**To do**:
All lines from the first one in the listing below to the one holding "pub struct VoiceCapture", inclusive, are to be copied exactly.

= Beginning of Section =

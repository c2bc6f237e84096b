use parking_lot::Mutex;
use std::sync::Arc;
use tokio::sync::{mpsc, oneshot};
use tracing::{debug, warn};

use super::traits::SpeechRecognizer;
use super::types::{RecognitionEvent, VoiceDelivery, VoiceError, VoicePolicy};
use crate::session::{Locale, Session, Submission};

/// Bookkeeping for the capture currently holding the microphone
struct ActiveCapture {
    /// Taken by `stop_listening`; the slot itself stays until the lease drops
    cancel: Option<oneshot::Sender<()>>,
}

/// Scoped hold on the microphone; dropping it releases the device
struct MicrophoneLease<'a> {
    recognizer: &'a dyn SpeechRecognizer,
    active: &'a Mutex<Option<ActiveCapture>>,
}

impl Drop for MicrophoneLease<'_> {
    fn drop(&mut self) {
        self.recognizer.stop();
        self.active.lock().take();
        debug!("Microphone released");
    }
}

/// Bridges a platform recognizer into the session's submit path
pub struct VoiceCapture {
    recognizer: Arc<dyn SpeechRecognizer>,
    policy: VoicePolicy,
    active: Mutex<Option<ActiveCapture>>,
}

impl VoiceCapture {
    pub fn new(recognizer: Arc<dyn SpeechRecognizer>, policy: VoicePolicy) -> Self {
        Self {
            recognizer,
            policy,
            active: Mutex::new(None),
        }
    }

    pub fn is_supported(&self) -> bool {
        self.recognizer.is_supported()
    }

    pub fn is_listening(&self) -> bool {
        self.active.lock().is_some()
    }

    pub fn policy(&self) -> VoicePolicy {
        self.policy
    }

    /// Capture one utterance in the given language
    ///
    /// Resolves with the recognized text, or `None` when capture ended without
    /// a result or was stopped. The microphone is released before this returns,
    /// and also if the returned future is dropped early.
    pub async fn start_listening(&self, locale: Locale) -> Result<Option<String>, VoiceError> {
        if !self.recognizer.is_supported() {
            return Err(VoiceError::UnsupportedCapability);
        }

        let (cancel_tx, mut cancel_rx) = oneshot::channel();
        {
            let mut active = self.active.lock();
            if active.is_some() {
                return Err(VoiceError::AlreadyListening);
            }
            *active = Some(ActiveCapture {
                cancel: Some(cancel_tx),
            });
        }

        let _lease = MicrophoneLease {
            recognizer: self.recognizer.as_ref(),
            active: &self.active,
        };

        let (events_tx, mut events_rx) = mpsc::unbounded_channel();
        self.recognizer.start(locale.speech_tag(), events_tx)?;
        debug!(language = locale.speech_tag(), "Listening");

        loop {
            tokio::select! {
                _ = &mut cancel_rx => {
                    debug!("Listening stopped");
                    return Ok(None);
                }
                event = events_rx.recv() => match event {
                    Some(RecognitionEvent::Result(text)) => {
                        let text = text.trim();
                        if !text.is_empty() {
                            return Ok(Some(text.to_string()));
                        }
                    }
                    Some(RecognitionEvent::Error(kind)) => {
                        warn!(error = %kind, "Speech recognition error");
                        return Err(VoiceError::Recognition(kind));
                    }
                    Some(RecognitionEvent::End) | None => return Ok(None),
                },
            }
        }
    }

    /// Cancel the running capture without output; no-op when idle
    pub fn stop_listening(&self) {
        let cancel = self
            .active
            .lock()
            .as_mut()
            .and_then(|capture| capture.cancel.take());

        if let Some(cancel) = cancel {
            self.recognizer.stop();
            let _ = cancel.send(());
        }
    }

    /// Hand a recognized utterance to the host according to the voice policy
    ///
    /// Auto-submission goes through `Session::submit`, so the awaiting gate
    /// applies; text the gate refuses comes back as a draft.
    pub fn deliver(&self, utterance: String, session: &Session) -> VoiceDelivery {
        match self.policy {
            VoicePolicy::FillInput => VoiceDelivery::Draft(utterance),
            VoicePolicy::AutoSubmit => match session.submit(&utterance) {
                Submission::Dispatched(id) => VoiceDelivery::Submitted(id),
                Submission::Ignored(reason) => {
                    debug!(?reason, "Voice submission refused; keeping as draft");
                    VoiceDelivery::Draft(utterance)
                }
            },
        }
    }
}

impl Drop for VoiceCapture {
    fn drop(&mut self) {
        self.stop_listening();
    }
}

#[cfg(test)]
mod tests {
    use super::*;
    use crate::responders::LocalResponder;
    use crate::session::SessionSettings;
    use crate::voice::{RecognitionErrorKind, UnsupportedRecognizer};
    use std::sync::atomic::{AtomicBool, AtomicUsize, Ordering};
    use std::time::Duration;

    /// Recognizer that tracks microphone ownership and replays scripted events
    #[derive(Default)]
    struct FakeRecognizer {
        mic_held: AtomicBool,
        starts: AtomicUsize,
        last_tag: Mutex<Option<String>>,
        script: Mutex<Vec<RecognitionEvent>>,
        sender: Mutex<Option<mpsc::UnboundedSender<RecognitionEvent>>>,
    }

    impl FakeRecognizer {
        fn scripted(events: Vec<RecognitionEvent>) -> Arc<Self> {
            let fake = Self::default();
            *fake.script.lock() = events;
            Arc::new(fake)
        }

        fn silent() -> Arc<Self> {
            Arc::new(Self::default())
        }

        fn mic_held(&self) -> bool {
            self.mic_held.load(Ordering::SeqCst)
        }
    }

    impl SpeechRecognizer for FakeRecognizer {
        fn is_supported(&self) -> bool {
            true
        }

        fn start(
            &self,
            language_tag: &str,
            events: mpsc::UnboundedSender<RecognitionEvent>,
        ) -> Result<(), VoiceError> {
            assert!(!self.mic_held.swap(true, Ordering::SeqCst), "microphone acquired twice");
            self.starts.fetch_add(1, Ordering::SeqCst);
            *self.last_tag.lock() = Some(language_tag.to_string());
            for event in self.script.lock().drain(..) {
                let _ = events.send(event);
            }
            *self.sender.lock() = Some(events);
            Ok(())
        }

        fn stop(&self) {
            self.mic_held.store(false, Ordering::SeqCst);
            self.sender.lock().take();
        }
    }

    fn local_session() -> Session {
        Session::new(Arc::new(LocalResponder::default()), Locale::En, SessionSettings::default())
    }

    #[tokio::test]
    async fn test_unsupported_platform_never_touches_microphone() {
        let capture = VoiceCapture::new(Arc::new(UnsupportedRecognizer), VoicePolicy::FillInput);

        let result = capture.start_listening(Locale::En).await;
        assert_eq!(result, Err(VoiceError::UnsupportedCapability));
        assert!(!capture.is_listening());
    }

    #[tokio::test]
    async fn test_unsupported_check_happens_before_start() {
        struct NoSpeech {
            starts: AtomicUsize,
        }
        impl SpeechRecognizer for NoSpeech {
            fn is_supported(&self) -> bool {
                false
            }
            fn start(&self, _: &str, _: mpsc::UnboundedSender<RecognitionEvent>) -> Result<(), VoiceError> {
                self.starts.fetch_add(1, Ordering::SeqCst);
                Ok(())
            }
            fn stop(&self) {}
        }

        let platform = Arc::new(NoSpeech {
            starts: AtomicUsize::new(0),
        });
        let capture = VoiceCapture::new(platform.clone(), VoicePolicy::FillInput);

        assert_eq!(
            capture.start_listening(Locale::Pa).await,
            Err(VoiceError::UnsupportedCapability)
        );
        assert_eq!(platform.starts.load(Ordering::SeqCst), 0);
    }

    #[tokio::test]
    async fn test_recognized_utterance_is_returned() {
        let fake = FakeRecognizer::scripted(vec![
            RecognitionEvent::Result("  how much water for wheat  ".into()),
            RecognitionEvent::End,
        ]);
        let capture = VoiceCapture::new(fake.clone(), VoicePolicy::FillInput);

        let result = capture.start_listening(Locale::Hi).await.unwrap();
        assert_eq!(result.as_deref(), Some("how much water for wheat"));
        assert_eq!(fake.last_tag.lock().as_deref(), Some("hi-IN"));
        assert!(!fake.mic_held());
        assert!(!capture.is_listening());
    }

    #[tokio::test]
    async fn test_end_without_result_yields_nothing() {
        let fake = FakeRecognizer::scripted(vec![RecognitionEvent::End]);
        let capture = VoiceCapture::new(fake.clone(), VoicePolicy::FillInput);

        assert_eq!(capture.start_listening(Locale::En).await, Ok(None));
        assert!(!fake.mic_held());
    }

    #[tokio::test]
    async fn test_recognizer_error_releases_microphone() {
        let fake = FakeRecognizer::scripted(vec![RecognitionEvent::Error(RecognitionErrorKind::NoSpeech)]);
        let capture = VoiceCapture::new(fake.clone(), VoicePolicy::FillInput);

        assert_eq!(
            capture.start_listening(Locale::En).await,
            Err(VoiceError::Recognition(RecognitionErrorKind::NoSpeech))
        );
        assert!(!fake.mic_held());
        assert!(!capture.is_listening());
    }

    #[tokio::test]
    async fn test_stop_listening_cancels_without_output() {
        let fake = FakeRecognizer::silent();
        let capture = VoiceCapture::new(fake.clone(), VoicePolicy::FillInput);

        let stopper = async {
            tokio::task::yield_now().await;
            assert!(capture.is_listening());
            assert!(fake.mic_held());
            capture.stop_listening();
            capture.stop_listening();
        };
        let (result, _) = tokio::join!(capture.start_listening(Locale::En), stopper);

        assert_eq!(result, Ok(None));
        assert!(!fake.mic_held());
        assert!(!capture.is_listening());
    }

    #[tokio::test]
    async fn test_second_start_while_listening_is_rejected() {
        let fake = FakeRecognizer::silent();
        let capture = VoiceCapture::new(fake.clone(), VoicePolicy::FillInput);

        let second = async {
            tokio::task::yield_now().await;
            let result = capture.start_listening(Locale::En).await;
            capture.stop_listening();
            result
        };
        let (first, second) = tokio::join!(capture.start_listening(Locale::En), second);

        assert_eq!(first, Ok(None));
        assert_eq!(second, Err(VoiceError::AlreadyListening));
        assert_eq!(fake.starts.load(Ordering::SeqCst), 1);
    }

    #[tokio::test]
    async fn test_dropping_listen_future_releases_microphone() {
        let fake = FakeRecognizer::silent();
        let capture = VoiceCapture::new(fake.clone(), VoicePolicy::FillInput);

        let timed_out = tokio::time::timeout(Duration::from_millis(10), capture.start_listening(Locale::En)).await;
        assert!(timed_out.is_err());
        assert!(!fake.mic_held());
        assert!(!capture.is_listening());
    }

    #[tokio::test]
    async fn test_repeated_cycles_do_not_leak() {
        let fake = FakeRecognizer::silent();
        let capture = VoiceCapture::new(fake.clone(), VoicePolicy::FillInput);

        for _ in 0..5 {
            let stopper = async {
                tokio::task::yield_now().await;
                capture.stop_listening();
            };
            let (result, _) = tokio::join!(capture.start_listening(Locale::En), stopper);
            assert_eq!(result, Ok(None));
            assert!(!fake.mic_held());
        }
        assert_eq!(fake.starts.load(Ordering::SeqCst), 5);
    }

    #[tokio::test]
    async fn test_stop_when_idle_is_noop() {
        let fake = FakeRecognizer::silent();
        let capture = VoiceCapture::new(fake.clone(), VoicePolicy::FillInput);
        capture.stop_listening();
        assert!(!capture.is_listening());
        assert_eq!(fake.starts.load(Ordering::SeqCst), 0);
    }

    #[tokio::test]
    async fn test_fill_input_policy_returns_draft() {
        let capture = VoiceCapture::new(FakeRecognizer::silent(), VoicePolicy::FillInput);
        let session = local_session();

        let delivery = capture.deliver("soil test".to_string(), &session);
        assert_eq!(delivery, VoiceDelivery::Draft("soil test".to_string()));
        assert_eq!(session.turn_count(), 1);
    }

    #[tokio::test]
    async fn test_auto_submit_respects_awaiting_gate() {
        let capture = VoiceCapture::new(FakeRecognizer::silent(), VoicePolicy::AutoSubmit);
        let session = local_session();

        assert_eq!(
            capture.deliver("soil test".to_string(), &session),
            VoiceDelivery::Submitted(2)
        );
        assert!(session.is_awaiting());

        assert_eq!(
            capture.deliver("and water?".to_string(), &session),
            VoiceDelivery::Draft("and water?".to_string())
        );

        session.wait_idle().await;
        assert_eq!(session.turn_count(), 3);
    }
}
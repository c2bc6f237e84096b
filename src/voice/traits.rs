use tokio::sync::mpsc::UnboundedSender;

use super::types::{RecognitionEvent, VoiceError};

/// Platform speech-to-text facility
///
/// Implementations acquire the microphone in `start` and release it in `stop`.
/// `stop` must be idempotent and safe to call when nothing is running.
pub trait SpeechRecognizer: Send + Sync {
    /// Whether the platform offers speech recognition at all
    fn is_supported(&self) -> bool;

    /// Begin a single-utterance capture in `language_tag` (BCP-47)
    fn start(
        &self,
        language_tag: &str,
        events: UnboundedSender<RecognitionEvent>,
    ) -> Result<(), VoiceError>;

    /// Stop capturing and release the microphone
    fn stop(&self);
}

= End of Section =

**Output for this exercise**:
repository c2bc6f237e84096b
use parking_lot::Mutex;
use std::sync::Arc;
use tokio::sync::{mpsc, oneshot};
use tracing::{debug, warn};

use super::traits::SpeechRecognizer;
use super::types::{RecognitionEvent, VoiceDelivery, VoiceError, VoicePolicy};
use crate::session::{Locale, Session, Submission};

/// Bookkeeping for the capture currently holding the microphone
struct ActiveCapture {
    /// Taken by `stop_listening`; the slot itself stays until the lease drops
    cancel: Option<oneshot::Sender<()>>,
}

/// Scoped hold on the microphone; dropping it releases the device
struct MicrophoneLease<'a> {
    recognizer: &'a dyn SpeechRecognizer,
    active: &'a Mutex<Option<ActiveCapture>>,
}

impl Drop for MicrophoneLease<'_> {
    fn drop(&mut self) {
        self.recognizer.stop();
        self.active.lock().take();
        debug!("Microphone released");
    }
}

/// Bridges a platform recognizer into the session's submit path
pub struct VoiceCapture {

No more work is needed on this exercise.